*** SUPPLIED DATA ***

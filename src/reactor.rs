// src/reactor.rs
//
// The event loop and the worker-side task executor, sharing one `Engine`.
//
// The loop thread is the only place readiness is polled. It owns accept
// and admission control, drains read-ready sockets into their connection
// buffers, filters stale events by generation, runs the idle sweep, and
// performs every teardown. Workers execute parse/build and flush steps and
// re-arm the socket when done; anything a worker wants torn down is parked
// in `Closing` state and handed to the loop over the wake pipe.
//
// Connections are registered edge-triggered + one-shot: after an event
// fires, the socket is silent until the processing step that consumed it
// has completed and explicitly re-armed. That discipline, not a lock, is
// what keeps at most one thread on a connection.

use std::path::PathBuf;
use std::sync::Arc;
use std::sync::atomic::{AtomicBool, Ordering};
use std::time::{SystemTime, UNIX_EPOCH};

use crate::conn::{Conn, ConnState, FillOutcome, ProcessOutcome, Readiness};
use crate::error::EmberResult;
use crate::metrics::ServerMetrics;
use crate::pool::{Task, TaskHandler, TaskQueue};
use crate::syscalls::{
    self, EPOLLERR, EPOLLET, EPOLLHUP, EPOLLIN, EPOLLONESHOT, EPOLLOUT, EPOLLRDHUP, Epoll,
    WAKE_TOKEN, epoll_event,
};
use crate::table::{ConnTable, split_token, token_for};

/// Listener and wake-pipe tokens live above any possible connection token
/// (connection indices are `u32`, generations below `u32::MAX`).
const LISTENER_TOKEN: u64 = u64::MAX;
const WAKE_PIPE_TOKEN: u64 = u64::MAX - 1;

const MAX_EVENTS: usize = 1024;

fn epoch_secs() -> u32 {
    SystemTime::now()
        .duration_since(UNIX_EPOCH)
        .map(|d| d.as_secs() as u32)
        .unwrap_or(0)
}

pub struct Engine {
    epoll: Epoll,
    pub table: ConnTable,
    pub queue: Arc<TaskQueue>,
    pub metrics: ServerMetrics,
    listen_fd: i32,
    wake_rx: i32,
    wake_tx: i32,
    doc_root: PathBuf,
    /// Seconds of inactivity before an armed connection is evicted;
    /// 0 disables the sweep.
    idle_timeout: u32,
    shutdown: AtomicBool,
}

impl Engine {
    pub fn new(
        listen_fd: i32,
        doc_root: PathBuf,
        max_connections: usize,
        read_buf_size: usize,
        write_buf_size: usize,
        idle_timeout: u32,
    ) -> EmberResult<Self> {
        let epoll = Epoll::new()?;
        let (wake_rx, wake_tx) = syscalls::create_pipe()?;
        Ok(Self {
            epoll,
            table: ConnTable::new(max_connections, read_buf_size, write_buf_size),
            queue: Arc::new(TaskQueue::new()),
            metrics: ServerMetrics::new(),
            listen_fd,
            wake_rx,
            wake_tx,
            doc_root,
            idle_timeout,
            shutdown: AtomicBool::new(false),
        })
    }

    /// Request shutdown from any thread: set the flag and poke the loop
    /// out of its wait.
    pub fn shutdown(&self) {
        self.shutdown.store(true, Ordering::Release);
        let _ = syscalls::send_token(self.wake_tx, WAKE_TOKEN);
    }

    pub fn is_shutting_down(&self) -> bool {
        self.shutdown.load(Ordering::Acquire)
    }

    /// The event loop. Returns only on shutdown or a fatal epoll failure.
    pub fn run(&self) -> EmberResult<()> {
        // New connections must never be missed: the listener stays
        // level-triggered. The wake pipe likewise.
        self.epoll.add(self.listen_fd, LISTENER_TOKEN, EPOLLIN)?;
        self.epoll.add(self.wake_rx, WAKE_PIPE_TOKEN, EPOLLIN)?;

        let mut events = vec![epoll_event { events: 0, u64: 0 }; MAX_EVENTS];
        let timeout_ms: i32 = if self.idle_timeout > 0 { 1000 } else { -1 };
        let mut last_sweep = epoch_secs();

        while !self.is_shutting_down() {
            let n = self.epoll.wait(&mut events, timeout_ms)?;
            let now = epoch_secs();

            for ev in &events[..n] {
                match ev.u64 {
                    LISTENER_TOKEN => self.accept_ready(now),
                    WAKE_PIPE_TOKEN => self.drain_wake_pipe(),
                    token => self.connection_event(token, ev.events as i32, now),
                }
            }

            if self.idle_timeout > 0 && now > last_sweep {
                self.sweep_idle(now);
                last_sweep = now;
            }
        }

        Ok(())
    }

    /// Accept every queued connection; admission control closes the socket
    /// outright once the table is full.
    fn accept_ready(&self, now: u32) {
        loop {
            match syscalls::accept_connection(self.listen_fd) {
                Ok(Some((fd, peer))) => match self.table.allocate(fd, peer, now) {
                    Some((idx, generation)) => {
                        let token = token_for(idx, generation);
                        if let Err(e) =
                            self.epoll
                                .add(fd, token, EPOLLIN | EPOLLET | EPOLLONESHOT | EPOLLRDHUP)
                        {
                            tracing::warn!(fd, error = %e, "failed to register connection");
                            if let Some(conn) = self.table.take(idx, generation) {
                                self.table.recycle(idx, conn);
                            }
                            syscalls::close_fd(fd);
                            continue;
                        }
                        self.metrics.inc_conn();
                        tracing::debug!(fd, peer = ?peer, slot = idx, "connection accepted");
                    }
                    None => {
                        tracing::debug!(fd, "connection table full, rejecting");
                        syscalls::close_fd(fd);
                    }
                },
                Ok(None) => break,
                Err(e) => {
                    tracing::warn!(error = %e, "accept failed");
                    break;
                }
            }
        }
    }

    /// Wake tokens just interrupt the wait; any other token is a slot index
    /// a worker parked in `Closing` state for us to tear down.
    fn drain_wake_pipe(&self) {
        loop {
            match syscalls::recv_token(self.wake_rx) {
                Ok(Some(WAKE_TOKEN)) => continue,
                Ok(Some(idx)) => {
                    if let Some(conn) = self.table.take_closing(idx) {
                        self.teardown(idx, conn);
                    }
                }
                Ok(None) | Err(_) => break,
            }
        }
    }

    fn connection_event(&self, token: u64, flags: i32, now: u32) {
        let (idx, generation) = split_token(token);

        // A slot recycled earlier in this same event batch can leave a
        // stale event behind; the generation token catches it.
        if self.table.generation(idx) != Some(generation) {
            tracing::trace!(slot = idx, "stale event ignored");
            return;
        }

        if flags & (EPOLLERR | EPOLLHUP | EPOLLRDHUP) != 0 {
            if let Some(conn) = self.table.take(idx, generation) {
                tracing::debug!(fd = conn.fd, slot = idx, "peer hangup");
                self.teardown(idx, conn);
            }
            return;
        }

        if flags & EPOLLIN != 0 {
            let Some(mut conn) = self.table.take(idx, generation) else {
                return;
            };
            conn.last_active = now;
            match conn.fill() {
                Ok(FillOutcome::Drained(_)) => {
                    // Parsing is worker-pool work; a slow request must not
                    // stall readiness dispatch for everyone else.
                    conn.state = ConnState::Processing;
                    self.table.park(idx, conn);
                    self.queue.submit(Task {
                        slot: idx,
                        generation,
                        reason: Readiness::Readable,
                    });
                }
                Ok(FillOutcome::Eof) => {
                    tracing::debug!(slot = idx, "peer closed during drain");
                    self.teardown(idx, conn);
                }
                Err(e) => {
                    tracing::debug!(slot = idx, error = %e, "read failed");
                    self.teardown(idx, conn);
                }
            }
        } else if flags & EPOLLOUT != 0 {
            let Some(mut conn) = self.table.take(idx, generation) else {
                return;
            };
            conn.last_active = now;
            conn.state = ConnState::Processing;
            self.table.park(idx, conn);
            self.queue.submit(Task {
                slot: idx,
                generation,
                reason: Readiness::Writable,
            });
        }
    }

    /// Teardown: the socket is closed, the mapping (if any) is released by
    /// `recycle`, and the slot's generation is bumped. Only ever runs on
    /// the loop thread.
    fn teardown(&self, idx: u32, conn: Box<Conn>) {
        let fd = conn.fd;
        let _ = self.epoll.delete(fd);
        syscalls::close_fd(fd);
        self.table.recycle(idx, conn);
        self.metrics.dec_conn();
    }

    fn sweep_idle(&self, now: u32) {
        for idx in 0..self.table.capacity() as u32 {
            if let Some(conn) = self.table.try_evict_idle(idx, now, self.idle_timeout) {
                tracing::debug!(fd = conn.fd, slot = idx, "evicting idle connection");
                self.teardown(idx, conn);
            }
        }
    }

    /// Close every remaining connection and the loop's own descriptors.
    /// Called by the server after the worker pool has been joined, so no
    /// connection is checked out anymore.
    pub fn shutdown_cleanup(&self) {
        for (idx, conn) in self.table.drain_live() {
            let fd = conn.fd;
            let _ = self.epoll.delete(fd);
            syscalls::close_fd(fd);
            self.table.recycle(idx, conn);
        }
        syscalls::close_fd(self.wake_rx);
        syscalls::close_fd(self.wake_tx);
        syscalls::close_fd(self.listen_fd);
    }

    // ---- Worker side ----

    /// Park a connection and re-arm its one-shot registration. Parking must
    /// precede re-arming: the moment the socket is armed, the next event
    /// may fire and expects to find the connection in its slot.
    fn park_and_arm(&self, idx: u32, generation: u32, conn: Box<Conn>, interest: i32) {
        let fd = conn.fd;
        self.table.park(idx, conn);
        let token = token_for(idx, generation);
        if let Err(e) = self
            .epoll
            .rearm(fd, token, interest | EPOLLET | EPOLLONESHOT | EPOLLRDHUP)
        {
            tracing::debug!(fd, slot = idx, error = %e, "re-arm failed");
            if let Some(mut conn) = self.table.take(idx, generation) {
                conn.state = ConnState::Closing;
                self.table.park(idx, conn);
                self.request_teardown(idx);
            }
        }
    }

    /// Hand a connection to the loop thread for teardown.
    fn park_closing(&self, idx: u32, mut conn: Box<Conn>) {
        conn.state = ConnState::Closing;
        self.table.park(idx, conn);
        self.request_teardown(idx);
    }

    fn request_teardown(&self, idx: u32) {
        let _ = syscalls::send_token(self.wake_tx, idx);
    }
}

impl TaskHandler for Engine {
    /// One processing step for one connection. The take either succeeds —
    /// and then this worker is the only thread touching the connection
    /// until it parks it back — or the task is stale and dropped.
    fn run_task(&self, task: Task) {
        let Some(mut conn) = self.table.take(task.slot, task.generation) else {
            return;
        };

        let mut reason = task.reason;
        loop {
            match conn.process(reason, &self.doc_root) {
                Ok(ProcessOutcome::NeedMoreData) => {
                    conn.state = ConnState::Reading;
                    self.park_and_arm(task.slot, task.generation, conn, EPOLLIN);
                    return;
                }
                Ok(ProcessOutcome::ResponseReady) if reason == Readiness::Readable => {
                    // The response just got staged; the socket is almost
                    // always writable right now, so try the flush at once.
                    self.metrics.inc_req();
                    reason = Readiness::Writable;
                }
                Ok(ProcessOutcome::Error) => {
                    self.metrics.inc_req();
                    reason = Readiness::Writable;
                }
                Ok(ProcessOutcome::ResponseReady) => {
                    // Short write: re-arm for write-readiness only, no new
                    // parsing work.
                    conn.state = ConnState::Writing;
                    self.park_and_arm(task.slot, task.generation, conn, EPOLLOUT);
                    return;
                }
                Ok(ProcessOutcome::Complete) => {
                    self.metrics.add_bytes(conn.response_bytes() as u64);
                    if conn.keep_alive && !self.is_shutting_down() {
                        conn.reset_for_next_request();
                        if conn.has_buffered() {
                            // The next request's bytes were drained along
                            // with this one; no event will fire for them.
                            reason = Readiness::Readable;
                            continue;
                        }
                        conn.state = ConnState::Reading;
                        self.park_and_arm(task.slot, task.generation, conn, EPOLLIN);
                    } else {
                        self.park_closing(task.slot, conn);
                    }
                    return;
                }
                Err(e) => {
                    tracing::debug!(slot = task.slot, error = %e, "connection I/O failed");
                    self.park_closing(task.slot, conn);
                    return;
                }
            }
        }
    }
}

*** End of SUPPLIED DATA ***

PROBLEM TO WORK ON:
Filter the entries down to the lines that include the string "TaskHandler".

REPLY:
use crate::pool::{Task, TaskHandler, TaskQueue};
impl TaskHandler for Engine {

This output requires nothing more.